Mon Jun 14 18:01:01 2021

 

 

 

 

8 Replies

  • michaelkenward's avatar
    michaelkenward
    Guru - Experienced User

    bp31 wrote:

    Hi, I've been getting these Dos attacks from the same ip for a couple days then turned on DoS protection and went away for a day until today I got these DoS attacks.

    Are you "reporting in" or asking for help?

     

    Netgear's firmware is great at creating false reports of DoS attacks. Many of them are no such thing.

     

    Search - NETGEAR Communities – DoS attacks

     

    Use Whois.net to see who is behind some of them and you may find that they are from places like Facebook, Google, even your ISP.

     

    Here is a useful tool for that task:

     

    IPNetInfo: Retrieve IP Address Information from WHOIS servers

     

    If these events are slowing down your router, that may be because it is using up processor time as it writes the events to your logs. Anything that uses processor power – event logging, QoS management, traffic metering – may cause slowdowns. Disable logging of DoS attacks and see if that reduces the problem. This does not prevent the router from protecting you from the outside world.

     

     

    • bp31's avatar
      bp31
      Aspirant

      I'm sorry my question is if these are DoS attacks toward me or are they using me as a bot to attack someone else? I ask because it seems one is my own isp but the other is a ip from RIPE Network Coordination and it's target is Texas Department of Information Resources.
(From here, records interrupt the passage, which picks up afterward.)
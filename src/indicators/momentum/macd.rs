//! MACD (Moving Average Convergence Divergence) indicator

use crate::common::math;
use crate::models::indicators::Candle;

/// MACD columns aligned with the input candles.
#[derive(Debug, Clone, Default)]
pub struct MacdSeries {
    pub macd: Vec<Option<f64>>,
    pub signal: Vec<Option<f64>>,
    pub histogram: Vec<Option<f64>>,
}

/// MACD = EMA(fast) - EMA(slow)
/// Signal = EMA(signal_period) of MACD, seeded at the first defined MACD value
/// Histogram = MACD - Signal
pub fn macd_series(
    candles: &[Candle],
    fast_period: u32,
    slow_period: u32,
    signal_period: u32,
) -> MacdSeries {
    let closes: Vec<f64> = candles.iter().map(|c| c.close).collect();
    let closes = math::defined(&closes);

    let fast = math::ema_series(&closes, fast_period as usize);
    let slow = math::ema_series(&closes, slow_period as usize);

    let macd: Vec<Option<f64>> = fast
        .iter()
        .zip(&slow)
        .map(|(f, s)| Some((*f)? - (*s)?))
        .collect();
    let signal = math::ema_series(&macd, signal_period as usize);
    let histogram = macd
        .iter()
        .zip(&signal)
        .map(|(m, s)| Some((*m)? - (*s)?))
        .collect();

    MacdSeries {
        macd,
        signal,
        histogram,
    }
}
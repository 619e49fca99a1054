//! HTTP endpoint server using Axum

use axum::{
    extract::{Request, State},
    http::StatusCode,
    middleware::Next,
    response::{Json, Response},
    routing::get,
    Router,
};
use chrono::{DateTime, Utc};
use serde_json::{json, Value};
use std::sync::Arc;
use std::time::Instant;
use tokio::sync::RwLock;
use tower::ServiceBuilder;
use tower_http::{
    cors::CorsLayer,
    trace::{DefaultMakeSpan, DefaultOnRequest, DefaultOnResponse, TraceLayer},
};
use tracing::{info, Level};

use crate::metrics::Metrics;
use crate::models::signal::Signal;

pub const SERVICE_NAME: &str = "btcsignal";
pub const LIVENESS_MESSAGE: &str = "Bot is up and running 24/7";

#[derive(Clone)]
pub struct AppState {
    pub health: Arc<RwLock<HealthStatus>>,
    pub metrics: Arc<Metrics>,
    pub start_time: Arc<Instant>,
}

impl AppState {
    pub fn new(metrics: Arc<Metrics>) -> Self {
        Self {
            health: Arc::new(RwLock::new(HealthStatus::default())),
            metrics,
            start_time: Arc::new(Instant::now()),
        }
    }
}

#[derive(Clone, Debug)]
pub struct HealthStatus {
    pub status: String,
    pub last_signal: Option<Signal>,
    pub last_run_at: Option<DateTime<Utc>>,
    pub consecutive_failures: u32,
}

impl Default for HealthStatus {
    fn default() -> Self {
        Self {
            status: "healthy".to_string(),
            last_signal: None,
            last_run_at: None,
            consecutive_failures: 0,
        }
    }
}

impl HealthStatus {
    pub fn record_success(&mut self, signal: Signal, at: DateTime<Utc>) {
        self.last_signal = Some(signal);
        self.last_run_at = Some(at);
        self.consecutive_failures = 0;
        self.status = "healthy".to_string();
    }

    /// The process stays up on failures; the status only reports them.
    pub fn record_failure(&mut self) {
        self.consecutive_failures = self.consecutive_failures.saturating_add(1);
        self.status = "degraded".to_string();
    }
}

/// Keep-alive endpoint polled by the hosting platform.
pub async fn liveness() -> &'static str {
    info!(at = %Utc::now().format("%Y-%m-%d %H:%M:%S"), "Ping received");
    LIVENESS_MESSAGE
}

pub async fn health_check(State(state): State<AppState>) -> Result<Json<Value>, StatusCode> {
    let health = state.health.read().await;
    let uptime_seconds = state.start_time.elapsed().as_secs();
    Ok(Json(json!({
        "status": health.status,
        "uptime_seconds": uptime_seconds,
        "service": SERVICE_NAME,
        "last_signal": health.last_signal,
        "last_run_at": health.last_run_at,
        "consecutive_failures": health.consecutive_failures,
    })))
}

pub async fn metrics_handler(State(state): State<AppState>) -> Result<String, StatusCode> {
    state
        .metrics
        .export()
        .map_err(|_| StatusCode::INTERNAL_SERVER_ERROR)
}

async fn metrics_middleware(
    State(state): State<AppState>,
    request: Request,
    next: Next,
) -> Response {
    let start = Instant::now();
    let method = request.method().clone();
    let path = request.uri().path().to_string();

    state.metrics.http_requests_in_flight.inc();
    let response = next.run(request).await;
    let status = response.status();
    let duration = start.elapsed();
    state.metrics.http_requests_in_flight.dec();

    state.metrics.http_requests_total.inc();
    state
        .metrics
        .http_request_duration_seconds
        .observe(duration.as_secs_f64());

    if status.is_server_error() {
        tracing::error!(
            method = %method,
            path = %path,
            status = %status,
            duration_ms = duration.as_millis(),
            "HTTP request error"
        );
    }

    response
}

pub fn create_router(state: AppState) -> Router {
    Router::new()
        .route("/", get(liveness))
        .route("/health", get(health_check))
        .route("/metrics", get(metrics_handler))
        .layer(
            ServiceBuilder::new()
                .layer(
                    TraceLayer::new_for_http()
                        .make_span_with(DefaultMakeSpan::new().level(Level::DEBUG))
                        .on_request(DefaultOnRequest::new().level(Level::DEBUG))
                        .on_response(DefaultOnResponse::new().level(Level::DEBUG)),
                )
                .layer(axum::middleware::from_fn_with_state(
                    state.clone(),
                    metrics_middleware,
                ))
                .layer(CorsLayer::permissive()),
        )
        .with_state(state)
}

pub async fn start_server(port: u16, state: AppState) -> Result<(), std::io::Error> {
    let app = create_router(state);
    let listener = tokio::net::TcpListener::bind(format!("0.0.0.0:{}", port)).await?;

    info!(port = port, "HTTP server listening on port {}", port);
    info!(
        "Metrics endpoint available at http://0.0.0.0:{}/metrics",
        port
    );
    axum::serve(listener, app).await
}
      • michaelkenward's avatar
        michaelkenward
        Guru - Experienced User

        bp31 wrote:

        I'm sorry my question is if these are DoS attacks toward me or are they using me as a bot to attack someone else?


        OK. See my answer.

         

        Most people ignore these false alarms.

         

        If you think about it, the alerts just say "we repelled this attack on your system". That there was no attack, just means that the router foiled a non-existent onslaught.